SegMaster

SegMaster is a comprehensive pipeline designed for semantic segmentation of RGB images. It leverages advanced deep learning models to efficiently segment objects in images, providing an easy-to-use framework for training, validation, and inference. Ideal for computer vision tasks, SegMaster simplifies and accelerates segmentation workflows.

Pipeline

Introduction

The pipeline offers a robust solution for handling image data of arbitrary sizes by employing a systematic approach of patching images into fixed-size patches. This not only enables efficient data augmentation but also facilitates training models on very high-resolution data that would otherwise exceed GPU memory limitations.

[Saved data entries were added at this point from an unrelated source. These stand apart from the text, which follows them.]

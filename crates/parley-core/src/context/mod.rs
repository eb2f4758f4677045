//! Conversation context reconstruction from the persisted turn log.

pub mod window;

pub use window::{ContextWindowBuilder, ConversationContext};
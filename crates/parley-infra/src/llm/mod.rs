//! Inference engine clients.

pub mod http;

pub use http::HttpTextGenerator;
//! Application error type mapping to HTTP status codes and a JSON body.

use axum::http::StatusCode;
use axum::response::{IntoResponse, Response};
use serde_json::json;

use parley_types::error::{ChatError, InferenceError};

/// Application-level error that maps to HTTP responses.
#[derive(Debug)]
pub enum AppError {
    /// Chat pipeline failures.
    Chat(ChatError),
    /// Authentication failure.
    Unauthorized(String),
    /// Request validation error.
    Validation(String),
    /// Generic internal error.
    Internal(String),
}

impl From<ChatError> for AppError {
    fn from(e: ChatError) -> Self {
        AppError::Chat(e)
    }
}

impl IntoResponse for AppError {
    fn into_response(self) -> Response {
        let (status, code, message) = match &self {
            AppError::Chat(ChatError::Storage(e)) => (
                StatusCode::INTERNAL_SERVER_ERROR,
                "STORAGE_ERROR",
                e.to_string(),
            ),
            AppError::Chat(ChatError::Format(e)) => (
                StatusCode::INTERNAL_SERVER_ERROR,
                "PROMPT_FORMAT_ERROR",
                e.to_string(),
            ),
            AppError::Chat(ChatError::Inference(InferenceError::Timeout)) => (
                StatusCode::GATEWAY_TIMEOUT,
                "INFERENCE_TIMEOUT",
                "inference request timed out".to_string(),
            ),
            AppError::Chat(ChatError::Inference(e)) => {
                (StatusCode::BAD_GATEWAY, "INFERENCE_ERROR", e.to_string())
            }
            AppError::Chat(ChatError::Extraction(e)) => {
                (StatusCode::BAD_GATEWAY, "GENERATION_FAILED", e.to_string())
            }
            AppError::Unauthorized(msg) => (StatusCode::UNAUTHORIZED, "UNAUTHORIZED", msg.clone()),
            AppError::Validation(msg) => (StatusCode::BAD_REQUEST, "VALIDATION_ERROR", msg.clone()),
            AppError::Internal(msg) => (
                StatusCode::INTERNAL_SERVER_ERROR,
                "INTERNAL_ERROR",
                msg.clone(),
            ),
        };

        let body = json!({
            "error": {
                "code": code,
                "message": message,
            }
        });

        (
            status,
            [(axum::http::header::CONTENT_TYPE, "application/json")],
            body.to_string(),
        )
            .into_response()
    }
}
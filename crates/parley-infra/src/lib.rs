//! Infrastructure layer for Parley.
//!
//! Contains implementations of the ports defined in `parley-core`:
//! the SQLite history store and the HTTP inference client, plus the
//! config.toml loader and data directory resolution.

pub mod config;
pub mod llm;
pub mod sqlite;
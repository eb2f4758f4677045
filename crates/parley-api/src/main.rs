//! Parley CLI and REST API entry point.
//!
//! Binary name: `parley`
//!
//! Parses CLI arguments, initializes the database and chat service, then
//! either starts the REST API server or runs a one-shot command.

mod http;
mod state;

use clap::{Parser, Subcommand};
use tracing_subscriber::EnvFilter;

use http::extractors::auth::mint_api_key;
use http::router::build_router;
use state::AppState;

#[derive(Debug, Parser)]
#[command(name = "parley", about = "Session-scoped LLM chatbot service")]
struct Cli {
    #[command(subcommand)]
    command: Commands,

    /// Increase log verbosity (-v, -vv)
    #[arg(short, long, global = true, action = clap::ArgAction::Count)]
    verbose: u8,

    /// Only log errors
    #[arg(short, long, global = true)]
    quiet: bool,

    /// Machine-readable output for one-shot commands
    #[arg(long, global = true)]
    json: bool,
}

#[derive(Debug, Subcommand)]
enum Commands {
    /// Start the REST API server
    Serve {
        /// Address to bind
        #[arg(long, default_value = "127.0.0.1:8484")]
        bind: String,
    },
    /// Mint an API key bound to an opaque user id
    Keygen {
        /// User id the key authenticates as
        #[arg(long)]
        user: String,
        /// Human-readable key label
        #[arg(long, default_value = "default")]
        name: String,
    },
}

#[tokio::main]
async fn main() -> anyhow::Result<()> {
    let cli = Cli::parse();

    // Set up tracing based on verbosity
    let filter = match cli.verbose {
        0 if cli.quiet => "error",
        0 => "warn",
        1 => "info,parley=debug",
        _ => "trace",
    };

    tracing_subscriber::fmt()
        .with_env_filter(EnvFilter::new(filter))
        .with_target(false)
        .init();

    let state = AppState::init().await?;

    match cli.command {
        Commands::Serve { bind } => {
            let router = build_router(state);
            let listener = tokio::net::TcpListener::bind(&bind).await?;
            tracing::info!(%bind, "listening");
            axum::serve(listener, router)
                .with_graceful_shutdown(shutdown_signal())
                .await?;
        }

        Commands::Keygen { user, name } => {
            let key = mint_api_key(&state.db_pool, &user, &name).await?;
            if cli.json {
                println!(
                    "{}",
                    serde_json::json!({ "user_id": user, "name": name, "key": key })
                );
            } else {
                println!("API key for '{user}' (shown once, only the hash is stored):");
                println!("{key}");
            }
        }
    }

    Ok(())
}

async fn shutdown_signal() {
    if let Err(e) = tokio::signal::ctrl_c().await {
        tracing::warn!("failed to install ctrl-c handler: {e}");
    }
}
//! Turn recorder.
//!
//! Persists a completed (message, response) exchange as a single atomic
//! `ChatTurn`. The recorder runs only after a reply has been successfully
//! extracted, so a failed inference call can never leave a partial
//! (message-only) turn behind.

use parley_types::chat::ChatTurn;
use parley_types::error::StorageError;

use crate::history::HistoryStore;

/// Records completed turns into a [`HistoryStore`].
pub struct TurnRecorder<'a, H: HistoryStore> {
    store: &'a H,
}

impl<'a, H: HistoryStore> TurnRecorder<'a, H> {
    pub fn new(store: &'a H) -> Self {
        Self { store }
    }

    /// Construct the completed turn and append it to the store.
    ///
    /// Stamps the turn with a fresh v7 id and the current time, so the
    /// persisted log stays ordered by creation instant.
    pub async fn record(
        &self,
        user_id: &str,
        session_id: &str,
        message: &str,
        response: &str,
    ) -> Result<ChatTurn, StorageError> {
        let turn = ChatTurn::new(session_id, user_id, message, response);
        self.store.append(&turn).await?;
        Ok(turn)
    }
}
//! Chat-markup prompt rendering and reply extraction.

pub mod extract;
pub mod template;

pub use extract::ResponseExtractor;
pub use template::ChatTemplate;
//! Conversation context management and chat orchestration for Parley.
//!
//! This crate defines the "ports" (the `HistoryStore` and `TextGenerator`
//! traits) that the infrastructure layer implements, plus the pure
//! conversation logic between them: context window reconstruction, prompt
//! rendering, reply extraction, and the `chatter` pipeline. It depends only
//! on `parley-types` -- never on `parley-infra` or any IO crate.

pub mod chat;
pub mod context;
pub mod history;
pub mod llm;
pub mod prompt;
//! Conversation message and sampling types for Parley.
//!
//! These types model the data shapes exchanged with the inference engine:
//! role-tagged messages and the sampling options passed through to
//! text generation.

use serde::{Deserialize, Serialize};
use std::fmt;
use std::str::FromStr;

/// Role of a message in a conversation.
#[derive(Debug, Clone, Copy, PartialEq, Eq, Serialize, Deserialize)]
#[serde(rename_all = "lowercase")]
pub enum MessageRole {
    System,
    User,
    Assistant,
}

impl fmt::Display for MessageRole {
    fn fmt(&self, f: &mut fmt::Formatter<'_>) -> fmt::Result {
        match self {
            MessageRole::System => write!(f, "system"),
            MessageRole::User => write!(f, "user"),
            MessageRole::Assistant => write!(f, "assistant"),
        }
    }
}

impl FromStr for MessageRole {
    type Err = String;

    fn from_str(s: &str) -> Result<Self, Self::Err> {
        match s.to_lowercase().as_str() {
            "system" => Ok(MessageRole::System),
            "user" => Ok(MessageRole::User),
            "assistant" => Ok(MessageRole::Assistant),
            other => Err(format!("invalid message role: '{other}'")),
        }
    }
}

/// A single role-tagged message in a conversation.
#[derive(Debug, Clone, PartialEq, Eq, Serialize, Deserialize)]
pub struct Message {
    pub role: MessageRole,
    pub content: String,
}

impl Message {
    /// Construct a system message.
    pub fn system(content: impl Into<String>) -> Self {
        Self {
            role: MessageRole::System,
            content: content.into(),
        }
    }

    /// Construct a user message.
    pub fn user(content: impl Into<String>) -> Self {
        Self {
            role: MessageRole::User,
            content: content.into(),
        }
    }

    /// Construct an assistant message.
    pub fn assistant(content: impl Into<String>) -> Self {
        Self {
            role: MessageRole::Assistant,
            content: content.into(),
        }
    }
}

/// Sampling options passed through unchanged to the inference engine.
///
/// The orchestrator treats these as fixed configuration; it never adjusts
/// them per request.
#[derive(Debug, Clone, PartialEq, Serialize, Deserialize)]
pub struct SamplingOptions {
    #[serde(default = "default_max_new_tokens")]
    pub max_new_tokens: u32,
    #[serde(default = "default_temperature")]
    pub temperature: f64,
    #[serde(default = "default_top_k")]
    pub top_k: u32,
    #[serde(default = "default_top_p")]
    pub top_p: f64,
}

impl Default for SamplingOptions {
    fn default() -> Self {
        Self {
            max_new_tokens: default_max_new_tokens(),
            temperature: default_temperature(),
            top_k: default_top_k(),
            top_p: default_top_p(),
        }
    }
}

fn default_max_new_tokens() -> u32 {
    150
}

fn default_temperature() -> f64 {
    0.7
}

fn default_top_k() -> u32 {
    50
}

fn default_top_p() -> f64 {
    0.95
}

#[cfg(test)]
mod tests {
    use super::*;

    #[test]
    fn test_message_role_roundtrip() {
        for role in [MessageRole::System, MessageRole::User, MessageRole::Assistant] {
            let s = role.to_string();
            let parsed: MessageRole = s.parse().unwrap();
            assert_eq!(role, parsed);
        }
    }

    #[test]
    fn test_message_role_serde() {
        let role = MessageRole::Assistant;
        let json = serde_json::to_string(&role).unwrap();
        assert_eq!(json, "\"assistant\"");
        let parsed: MessageRole = serde_json::from_str(&json).unwrap();
        assert_eq!(parsed, MessageRole::Assistant);
    }

    #[test]
    fn test_message_role_rejects_unknown() {
        let err = "moderator".parse::<MessageRole>().unwrap_err();
        assert!(err.contains("moderator"));
    }

    #[test]
    fn test_message_constructors() {
        let msg = Message::user("Hi");
        assert_eq!(msg.role, MessageRole::User);
        assert_eq!(msg.content, "Hi");
        assert_eq!(Message::system("p").role, MessageRole::System);
        assert_eq!(Message::assistant("r").role, MessageRole::Assistant);
    }

    #[test]
    fn test_sampling_options_defaults() {
        let opts = SamplingOptions::default();
        assert_eq!(opts.max_new_tokens, 150);
        assert!((opts.temperature - 0.7).abs() < f64::EPSILON);
        assert_eq!(opts.top_k, 50);
        assert!((opts.top_p - 0.95).abs() < f64::EPSILON);
    }

    #[test]
    fn test_sampling_options_partial_deserialize() {
        let opts: SamplingOptions = serde_json::from_str(r#"{"max_new_tokens": 64}"#).unwrap();
        assert_eq!(opts.max_new_tokens, 64);
        assert_eq!(opts.top_k, 50);
    }
}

The process of training begins with the train.py script, where paths are created and essential utilities from utils.py are invoked. The data loading and preparation steps are handled in dataset.py, where the dataset is generated, split, and train, valid and test CSV files are saved. The image patching process, including saving co-ordinate of patches to train, valid, and json files is executed, followed by data augmentation and transformation through the Augment class. The dataset is then prepared using MyDataset class, which handles data fetching and transformation.

Metrics calculation, focal loss computation, and model initialization are handled in separate modules respectively metrics.py, loss.py, model.py, ensuring modularity and ease of management. Callback selection, including learning rate scheduling and validation visualization, is orchestrated through SelectCallbacks class.

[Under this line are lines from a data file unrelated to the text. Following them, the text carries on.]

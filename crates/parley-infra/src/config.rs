//! Global configuration loader for Parley.
//!
//! Reads `config.toml` from the data directory (`~/.parley/` in production)
//! and deserializes it into [`GlobalConfig`]. Falls back to defaults when
//! the file is missing or malformed.

use std::path::Path;

use parley_types::config::GlobalConfig;

/// Load global configuration from `{data_dir}/config.toml`.
///
/// - If the file does not exist, returns [`GlobalConfig::default()`].
/// - If the file exists but fails to parse, logs a warning and returns the default.
/// - If the file exists and parses successfully, returns the parsed config.
pub async fn load_global_config(data_dir: &Path) -> GlobalConfig {
    let config_path = data_dir.join("config.toml");

    let content = match tokio::fs::read_to_string(&config_path).await {
        Ok(content) => content,
        Err(err) if err.kind() == std::io::ErrorKind::NotFound => {
            tracing::debug!(
                "No config.toml found at {}, using defaults",
                config_path.display()
            );
            return GlobalConfig::default();
        }
        Err(err) => {
            tracing::warn!(
                "Failed to read {}: {err}, using defaults",
                config_path.display()
            );
            return GlobalConfig::default();
        }
    };

    match toml::from_str::<GlobalConfig>(&content) {
        Ok(config) => config,
        Err(err) => {
            tracing::warn!(
                "Failed to parse {}: {err}, using defaults",
                config_path.display()
            );
            GlobalConfig::default()
        }
    }
}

For evaluation, two distinct scenario are provided in test.py. In the first scenario (evaluation = False), the evaluation dataset is prepared similarly to the training dataset, and predictions are made and displayed for analysis. In the second scenario (evaluation = True), additional steps for generating evaluation CSVs named eval_csv_gen is called

Throughout the pipeline, emphasis is placed on modularity, allowing for easy integration of new components or modifications. Understanding the intricacies of this pipeline is paramount for leveraging its capabilities effectively. For a deeper dive into its workings, referencing the FAPNET paper is recommended, providing insights into the architecture and rationale behind its design.

Dataset

Input Data Organization Guidelines

To maintain proper organization of input features, it is recommended to follow these guidelines:

Separate Folders for Input Features and Masks

Ensure that input features and their respective masks are stored in separate folders. Use consistent naming conventions across these folders to facilitate sorting and alignment.

Example Naming Convention:

For instance, if the input feature is named car_01.png, the corresponding mask should also be named car_01.png.

Keep the above mention dataset in the data folder that give you following structure. Please do not change the directory name image and gt_image.

--data
    image
        car_01.png
        car_02.png
            ..
    gt_image
        car_01.png
        car_02.png
            ..

Model

Our current pipeline supports semantic segmentation for both binary and multi-class tasks. To configure the pipeline for your desired number of classes, simply adjust the num_classes variable in the config.py file. No modifications are required in the model.py file. This straightforward configuration process allows for seamless adaptation to different classification requirements without the need for extensive code changes.

Setup

First clone the github repo in your local or server machine by following:

git clone https://github.com/manik-500/SegMaster.git

Change the working directory to project root directory. Use Conda/Pip to create a new environment and install dependency from requirement.txt file. The following command will install the packages according to the configuration file requirement.txt.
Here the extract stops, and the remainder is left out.